Na presente revista o Recorrente reafirma a sua alegação de que não dispõe de meios de autotutela – declarativa e executiva – para proceder ao despejo, tendo o acórdão recorrido feito uma incorrecta apreciação e interpretação do disposto no nº 3 do art. 17º e no art. 28º, ambos da Lei nº 81/2014, de 19/12. Mais alega que, mesmo que o Recorrente dispusesse de meios de autotutela declarativa e executiva para alcançar os fins visados com a acção, não estaria impedido de recorrer aos meios judiciais para obter o pretendido despejo, atento o princípio da tutela jurisdicional efectiva, consagrado no art. 20º da CRP, sendo violado igualmente o princípio da igualdade ínsito no art. 13º da CRP, inconstitucionalidade que expressamente invoca “para todos os feitos legais”.
No entanto, o Recorrente não é convincente.
Com efeito, nada contrapõe em concreto quanto à interpretação que as instâncias fizeram, de forma convergente, do mecanismo previsto no art. 28º, nºs 1 e 2 da Lei nº 81/2014 de atribuição da competência da decisão de despejo, bem como dos procedimentos subsequentes por via administrativa.

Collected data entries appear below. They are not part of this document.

use std::sync::Arc;

use axum::{
    extract::{Extension, Path, State},
    http::header,
    response::IntoResponse,
    Json,
};
use axum_extra::TypedHeader;
use headers::{authorization::Bearer, Authorization};
use serde_json::{json, Value};

use appointment_cell::Viewer;
use profile_cell::ProfileService;
use shared_config::AppConfig;
use shared_models::auth::User;
use shared_models::error::AppError;
use shared_models::role::Role;
use shared_utils::permissions::{require_owner_or_role, require_role};

use crate::models::{CreateClinicalRecordRequest, UpdateClinicalRecordRequest};
use crate::services::ClinicalRecordService;

async fn viewer_for(state: &AppConfig, user: &User, token: &str) -> Result<Viewer, AppError> {
    let role = ProfileService::new(state).caller_role(&user.id, token).await?;
    Ok(Viewer::new(user.id.clone(), role))
}

#[axum::debug_handler]
pub async fn create_record(
    State(state): State<Arc<AppConfig>>,
    Path(appointment_id): Path<String>,
    TypedHeader(auth): TypedHeader<Authorization<Bearer>>,
    Extension(user): Extension<User>,
    Json(request): Json<CreateClinicalRecordRequest>,
) -> Result<Json<Value>, AppError> {
    let token = auth.token();
    let viewer = viewer_for(&state, &user, token).await?;
    require_role(viewer.role, &[Role::Specialist])?;

    let service = ClinicalRecordService::new(&state);
    let record = service.create_record(&appointment_id, &viewer, request, token).await?;

    Ok(Json(json!({
        "historia": record,
        "message": "Historia clínica registrada y turno finalizado"
    })))
}

#[axum::debug_handler]
pub async fn all_records(
    State(state): State<Arc<AppConfig>>,
    TypedHeader(auth): TypedHeader<Authorization<Bearer>>,
    Extension(user): Extension<User>,
) -> Result<Json<Value>, AppError> {
    let token = auth.token();
    let viewer = viewer_for(&state, &user, token).await?;
    require_role(viewer.role, &[Role::Administrator])?;

    let records = ClinicalRecordService::new(&state).all_records(token).await?;
    Ok(Json(json!({
        "records": records,
        "total": records.len()
    })))
}

#[axum::debug_handler]
pub async fn records_for_patient(
    State(state): State<Arc<AppConfig>>,
    Path(patient_id): Path<String>,
    TypedHeader(auth): TypedHeader<Authorization<Bearer>>,
    Extension(user): Extension<User>,
) -> Result<Json<Value>, AppError> {
    let token = auth.token();
    let viewer = viewer_for(&state, &user, token).await?;

    let records = ClinicalRecordService::new(&state)
        .records_for_patient(&patient_id, &viewer, token)
        .await?;
    Ok(Json(json!({
        "records": records,
        "patient_id": patient_id,
        "total": records.len()
    })))
}

#[axum::debug_handler]
pub async fn export_patient_pdf(
    State(state): State<Arc<AppConfig>>,
    Path(patient_id): Path<String>,
    TypedHeader(auth): TypedHeader<Authorization<Bearer>>,
    Extension(user): Extension<User>,
) -> Result<impl IntoResponse, AppError> {
    let token = auth.token();
    let viewer = viewer_for(&state, &user, token).await?;

    let bytes = ClinicalRecordService::new(&state)
        .export_patient_pdf(&patient_id, &viewer, token)
        .await?;

    let disposition = format!("attachment; filename=\"historia-clinica-{}.pdf\"", patient_id);
    Ok((
        [
            (header::CONTENT_TYPE, "application/pdf".to_string()),
            (header::CONTENT_DISPOSITION, disposition),
        ],
        bytes,
    ))
}

#[axum::debug_handler]
pub async fn records_for_specialist(
    State(state): State<Arc<AppConfig>>,
    Path(specialist_id): Path<String>,
    TypedHeader(auth): TypedHeader<Authorization<Bearer>>,
    Extension(user): Extension<User>,
) -> Result<Json<Value>, AppError> {
    let token = auth.token();
    let viewer = viewer_for(&state, &user, token).await?;
    require_owner_or_role(&user.id, &specialist_id, viewer.role, &[Role::Administrator])?;

    let records = ClinicalRecordService::new(&state)
        .records_for_specialist(&specialist_id, token)
        .await?;
    Ok(Json(json!({
        "records": records,
        "specialist_id": specialist_id,
        "total": records.len()
    })))
}

#[axum::debug_handler]
pub async fn patients_attended(
    State(state): State<Arc<AppConfig>>,
    Path(specialist_id): Path<String>,
    TypedHeader(auth): TypedHeader<Authorization<Bearer>>,
    Extension(user): Extension<User>,
) -> Result<Json<Value>, AppError> {
    let token = auth.token();
    let viewer = viewer_for(&state, &user, token).await?;
    require_owner_or_role(&user.id, &specialist_id, viewer.role, &[Role::Administrator])?;

    let attended = ClinicalRecordService::new(&state)
        .patients_attended(&specialist_id, token)
        .await?;
    Ok(Json(json!(attended)))
}

#[axum::debug_handler]
pub async fn records_for_patient_by_specialist(
    State(state): State<Arc<AppConfig>>,
    Path((patient_id, specialist_id)): Path<(String, String)>,
    TypedHeader(auth): TypedHeader<Authorization<Bearer>>,
    Extension(user): Extension<User>,
) -> Result<Json<Value>, AppError> {
    let token = auth.token();
    let viewer = viewer_for(&state, &user, token).await?;
    if user.id != patient_id {
        require_owner_or_role(&user.id, &specialist_id, viewer.role, &[Role::Administrator])?;
    }

    let records = ClinicalRecordService::new(&state)
        .records_for_patient_by_specialist(&patient_id, &specialist_id, token)
        .await?;
    Ok(Json(json!({
        "records": records,
        "total": records.len()
    })))
}

#[axum::debug_handler]
pub async fn update_record(
    State(state): State<Arc<AppConfig>>,
    Path(record_id): Path<String>,
    TypedHeader(auth): TypedHeader<Authorization<Bearer>>,
    Extension(user): Extension<User>,
    Json(request): Json<UpdateClinicalRecordRequest>,
) -> Result<Json<Value>, AppError> {
    let token = auth.token();
    let viewer = viewer_for(&state, &user, token).await?;

    let record = ClinicalRecordService::new(&state)
        .update_record(&record_id, &viewer, request, token)
        .await?;
    Ok(Json(json!(record)))
}

#[axum::debug_handler]
pub async fn delete_record(
    State(state): State<Arc<AppConfig>>,
    Path(record_id): Path<String>,
    TypedHeader(auth): TypedHeader<Authorization<Bearer>>,
    Extension(user): Extension<User>,
) -> Result<Json<Value>, AppError> {
    let token = auth.token();
    let viewer = viewer_for(&state, &user, token).await?;
    require_role(viewer.role, &[Role::Administrator])?;

    ClinicalRecordService::new(&state).delete_record(&record_id, token).await?;
    Ok(Json(json!({
        "deleted": true,
        "id": record_id
    })))
}
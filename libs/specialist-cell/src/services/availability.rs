use chrono::{Local, NaiveDate, NaiveTime, Weekday};
use reqwest::header::{HeaderMap, HeaderValue};
use reqwest::Method;
use serde_json::{json, Value};
use tracing::{debug, info, warn};

use profile_cell::{Profile, ProfileService};
use shared_config::{AppConfig, ClinicHours};
use shared_database::supabase::SupabaseClient;
use shared_utils::format::{parse_clock_time, parse_local_datetime, parse_spanish_weekday, spanish_weekday};

use crate::models::{
    Availability, AvailableDay, CreateAvailabilityRequest, SpecialistError, TimeSlot, TimeWindow,
};
use crate::services::slots::{self, OCCUPYING_STATES};

/// Checks a new availability window against clinic hours, the specialist's
/// specialties and the specialist's existing windows.
pub fn validate_new_window(
    request: &CreateAvailabilityRequest,
    hours: &ClinicHours,
    specialist: &Profile,
    existing: &[Availability],
) -> Result<(Weekday, TimeWindow, String), SpecialistError> {
    let weekday = parse_spanish_weekday(&request.dia)
        .filter(|d| *d != Weekday::Sun)
        .ok_or_else(|| SpecialistError::InvalidDay(request.dia.clone()))?;

    let start = parse_clock_time(&request.hora_inicio)
        .ok_or_else(|| SpecialistError::ValidationError(format!("Hora inválida: {}", request.hora_inicio)))?;
    let end = parse_clock_time(&request.hora_fin)
        .ok_or_else(|| SpecialistError::ValidationError(format!("Hora inválida: {}", request.hora_fin)))?;

    if start >= end {
        return Err(SpecialistError::InvalidTimeRange);
    }

    if !hours.contains(weekday, start, end) {
        let range = hours
            .for_weekday(weekday)
            .map(|(open, close)| format!("{} {} a {}", spanish_weekday(weekday), open.format("%H:%M"), close.format("%H:%M")))
            .unwrap_or_else(|| "cerrado".to_string());
        return Err(SpecialistError::OutsideClinicHours(range));
    }

    let specialty = specialist
        .find_specialty(&request.especialidad)
        .ok_or_else(|| SpecialistError::SpecialtyNotOffered(request.especialidad.trim().to_string()))?;

    let window = TimeWindow { start, end };
    let overlaps = existing
        .iter()
        .filter(|a| a.especialista_id == specialist.user_id)
        .filter(|a| a.weekday() == Some(weekday))
        .filter_map(Availability::window)
        .any(|w| w.overlaps(&window));

    if overlaps {
        return Err(SpecialistError::Overlap(spanish_weekday(weekday).to_string()));
    }

    Ok((weekday, window, specialty))
}

pub struct AvailabilityService {
    supabase: SupabaseClient,
    profiles: ProfileService,
    clinic_hours: ClinicHours,
    horizon_days: u32,
}

impl AvailabilityService {
    pub fn new(config: &AppConfig) -> Self {
        Self {
            supabase: SupabaseClient::new(config),
            profiles: ProfileService::new(config),
            clinic_hours: config.clinic_hours,
            horizon_days: config.booking_horizon_days,
        }
    }

    pub async fn list_for_specialist(
        &self,
        specialist_id: &str,
        auth_token: &str,
    ) -> Result<Vec<Availability>, SpecialistError> {
        debug!("Fetching availability for specialist: {}", specialist_id);

        let path = format!(
            "/rest/v1/disponibilidad?especialista_id=eq.{}",
            urlencoding::encode(specialist_id)
        );
        let rows: Vec<Value> = self.supabase
            .request(Method::GET, &path, Some(auth_token), None)
            .await
            .map_err(|e| SpecialistError::DatabaseError(e.to_string()))?;

        let availability = rows
            .into_iter()
            .filter_map(|row| match serde_json::from_value::<Availability>(row) {
                Ok(a) => Some(a),
                Err(e) => {
                    warn!("Skipping malformed availability row: {}", e);
                    None
                }
            })
            .collect();

        Ok(availability)
    }

    async fn specialist_profile(&self, specialist_id: &str, auth_token: &str) -> Result<Profile, SpecialistError> {
        let profile = self.profiles
            .find_profile(specialist_id, auth_token)
            .await?
            .ok_or(SpecialistError::NotFound)?;

        if !profile.is_specialist() {
            return Err(SpecialistError::NotFound);
        }
        Ok(profile)
    }

    pub async fn add_availability(
        &self,
        specialist_id: &str,
        request: CreateAvailabilityRequest,
        auth_token: &str,
    ) -> Result<Availability, SpecialistError> {
        let specialist = self.specialist_profile(specialist_id, auth_token).await?;
        let existing = self.list_for_specialist(specialist_id, auth_token).await?;

        let (weekday, window, specialty) =
            validate_new_window(&request, &self.clinic_hours, &specialist, &existing).map_err(|e| {
                warn!("Rejected availability for {}: {}", specialist_id, e);
                e
            })?;

        let row = json!({
            "especialista_id": specialist_id,
            "especialidad": specialty,
            "dia": spanish_weekday(weekday),
            "hora_inicio": window.start.format("%H:%M").to_string(),
            "hora_fin": window.end.format("%H:%M").to_string(),
        });

        let mut headers = HeaderMap::new();
        headers.insert("Prefer", HeaderValue::from_static("return=representation"));

        let result: Vec<Value> = self.supabase
            .request_with_headers(Method::POST, "/rest/v1/disponibilidad", Some(auth_token), Some(row), Some(headers))
            .await
            .map_err(|e| SpecialistError::DatabaseError(e.to_string()))?;

        let created = result
            .into_iter()
            .next()
            .ok_or_else(|| SpecialistError::DatabaseError("Failed to create availability".to_string()))?;

        info!("Availability added for specialist {} on {}", specialist_id, spanish_weekday(weekday));
        serde_json::from_value(created).map_err(|e| SpecialistError::DatabaseError(e.to_string()))
    }

    pub async fn delete_availability(
        &self,
        specialist_id: &str,
        availability_id: &str,
        auth_token: &str,
    ) -> Result<(), SpecialistError> {
        let path = format!(
            "/rest/v1/disponibilidad?id=eq.{}&especialista_id=eq.{}",
            urlencoding::encode(availability_id),
            urlencoding::encode(specialist_id)
        );

        let existing: Vec<Value> = self.supabase
            .request(Method::GET, &path, Some(auth_token), None)
            .await
            .map_err(|e| SpecialistError::DatabaseError(e.to_string()))?;

        if existing.is_empty() {
            return Err(SpecialistError::AvailabilityNotFound);
        }

        self.supabase
            .request_empty(Method::DELETE, &path, Some(auth_token), None)
            .await
            .map_err(|e| SpecialistError::DatabaseError(e.to_string()))?;

        info!("Availability {} removed for specialist {}", availability_id, specialist_id);
        Ok(())
    }

    /// Start times of the specialist's appointments on `date` that still hold their slot.
    pub async fn booked_starts(
        &self,
        specialist_id: &str,
        date: NaiveDate,
        auth_token: &str,
    ) -> Result<Vec<NaiveTime>, SpecialistError> {
        let path = format!(
            "/rest/v1/turnos?select=fecha,estado&especialistaid=eq.{}&fecha=gte.{}T00:00:00&fecha=lte.{}T23:59:59&estado=in.({})",
            urlencoding::encode(specialist_id),
            date,
            date,
            OCCUPYING_STATES.join(",")
        );

        let rows: Vec<Value> = self.supabase
            .request(Method::GET, &path, Some(auth_token), None)
            .await
            .map_err(|e| SpecialistError::DatabaseError(e.to_string()))?;

        Ok(rows
            .iter()
            .filter(|row| {
                row["estado"]
                    .as_str()
                    .map(|estado| OCCUPYING_STATES.contains(&estado))
                    .unwrap_or(true)
            })
            .filter_map(|row| row["fecha"].as_str().and_then(parse_local_datetime))
            .filter(|fecha| fecha.date() == date)
            .map(|fecha| fecha.time())
            .collect())
    }

    pub async fn available_days(
        &self,
        specialist_id: &str,
        specialty: &str,
        auth_token: &str,
    ) -> Result<Vec<AvailableDay>, SpecialistError> {
        let availability = self.list_for_specialist(specialist_id, auth_token).await?;
        let today = Local::now().date_naive();

        Ok(slots::upcoming_days(&availability, specialty, today, self.horizon_days))
    }

    pub async fn available_slots(
        &self,
        specialist_id: &str,
        specialty: &str,
        date: NaiveDate,
        auth_token: &str,
    ) -> Result<Vec<TimeSlot>, SpecialistError> {
        let now = Local::now().naive_local();
        if !slots::within_horizon(date, now.date(), self.horizon_days) {
            debug!("Date {} outside booking horizon", date);
            return Ok(Vec::new());
        }

        let availability = self.list_for_specialist(specialist_id, auth_token).await?;
        let booked = self.booked_starts(specialist_id, date, auth_token).await?;

        Ok(slots::slots_for_date(&availability, specialty, date, &booked, now, self.horizon_days))
    }
}

#[cfg(test)]
mod tests {
    use super::*;
    use assert_matches::assert_matches;

    fn specialist() -> Profile {
        serde_json::from_value(json!({
            "user_id": "spec-1",
            "nombre": "Luis",
            "apellido": "Pérez",
            "email": "luis@clinica.com",
            "tipo": "especialista",
            "especialidad": "Cardiologia, clinica",
            "aprobado": true
        }))
        .unwrap()
    }

    fn request(dia: &str, especialidad: &str, start: &str, end: &str) -> CreateAvailabilityRequest {
        CreateAvailabilityRequest {
            especialidad: especialidad.to_string(),
            dia: dia.to_string(),
            hora_inicio: start.to_string(),
            hora_fin: end.to_string(),
        }
    }

    fn existing(dia: &str, start: &str, end: &str) -> Availability {
        Availability {
            id: None,
            especialista_id: "spec-1".to_string(),
            especialidad: "clinica".to_string(),
            dia: dia.to_string(),
            hora_inicio: start.to_string(),
            hora_fin: end.to_string(),
        }
    }

    #[test]
    fn accepts_window_inside_clinic_hours() {
        let hours = ClinicHours::default();
        let (day, window, specialty) =
            validate_new_window(&request("lunes", "cardiologia", "08:00", "12:00"), &hours, &specialist(), &[])
                .unwrap();
        assert_eq!(day, Weekday::Mon);
        assert_eq!(window.end, NaiveTime::from_hms_opt(12, 0, 0).unwrap());
        assert_eq!(specialty, "Cardiologia");
    }

    #[test]
    fn rejects_sunday_and_inverted_ranges() {
        let hours = ClinicHours::default();
        assert_matches!(
            validate_new_window(&request("Domingo", "clinica", "09:00", "10:00"), &hours, &specialist(), &[]),
            Err(SpecialistError::InvalidDay(_))
        );
        assert_matches!(
            validate_new_window(&request("Martes", "clinica", "10:00", "10:00"), &hours, &specialist(), &[]),
            Err(SpecialistError::InvalidTimeRange)
        );
    }

    #[test]
    fn saturday_closes_early() {
        let hours = ClinicHours::default();
        assert_matches!(
            validate_new_window(&request("Sábado", "clinica", "12:00", "15:00"), &hours, &specialist(), &[]),
            Err(SpecialistError::OutsideClinicHours(ref msg)) if msg.contains("14:00")
        );
        assert!(validate_new_window(&request("Sábado", "clinica", "08:00", "14:00"), &hours, &specialist(), &[]).is_ok());
    }

    #[test]
    fn rejects_unknown_specialty_and_overlaps() {
        let hours = ClinicHours::default();
        assert_matches!(
            validate_new_window(&request("Lunes", "pediatria", "08:00", "09:00"), &hours, &specialist(), &[]),
            Err(SpecialistError::SpecialtyNotOffered(_))
        );

        let current = vec![existing("Lunes", "09:00", "11:00")];
        assert_matches!(
            validate_new_window(&request("Lunes", "cardiologia", "10:30", "12:00"), &hours, &specialist(), &current),
            Err(SpecialistError::Overlap(_))
        );
        assert!(validate_new_window(&request("Lunes", "cardiologia", "11:00", "12:00"), &hours, &specialist(), &current).is_ok());
        assert!(validate_new_window(&request("Martes", "cardiologia", "09:00", "11:00"), &hours, &specialist(), &current).is_ok());
    }
}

Ora, no juízo sumário que aqui cabe fazer, o acórdão recorrido (como antes a 1ª instância) mostra-se coerente e fundamentado quanto à decisão de julgar procedente a excepção de falta de interesse em agir, face a tal mecanismo previsto na Lei nº 81/2014, tendo seguido jurisprudência do TCA Sul, ac. de 18.06.2020, proc. nº 644/18.4BESNT em matéria em tudo semelhante à dos presentes autos (cfr. igualmente o ac. do STJ de 09.05.2018, proc. nº 673/13.4TTLSB.L1.S1), quanto ao entendimento sobre a figura do “interesse em agir”, afigurando-se acertado quanto ao decidido, sendo que os concretos fundamentos da solução a que chegou não são verdadeiramente postos em causa na presente revista.
Quanto a uma eventual inconstitucionalidade da interpretação do art. 28º da Lei nº 81/2014, por parte do acórdão recorrido [cfr. alínea C. das conclusões da revista], por violação dos princípios constitucionais da tutela jurisdicional efectiva e da igualdade, previstos nos arts. 20º e 13º da CRP, tal como é jurisprudência firme desta Formação de Apreciação Preliminar, não justifica a admissão do recurso de revista por poder ser colocada directamente ao Tribunal Constitucional.
Assim, não se justifica a admissão da revista, por não estar em causa questão com especial relevância jurídica (não excedendo o interesse do Recorrente), nem se vendo que haja necessidade de uma melhor aplicação do direito, não sendo, pois, de postergar a regra da excepcionalidade deste recurso.
4. Decisão
Pelo exposto, acordam em não admitir a revista.
Custas pelo Recorrente.
Lisboa, 9 de fevereiro de 2023. – Teresa de Sousa (relatora) – Carlos Carvalho – José Veloso.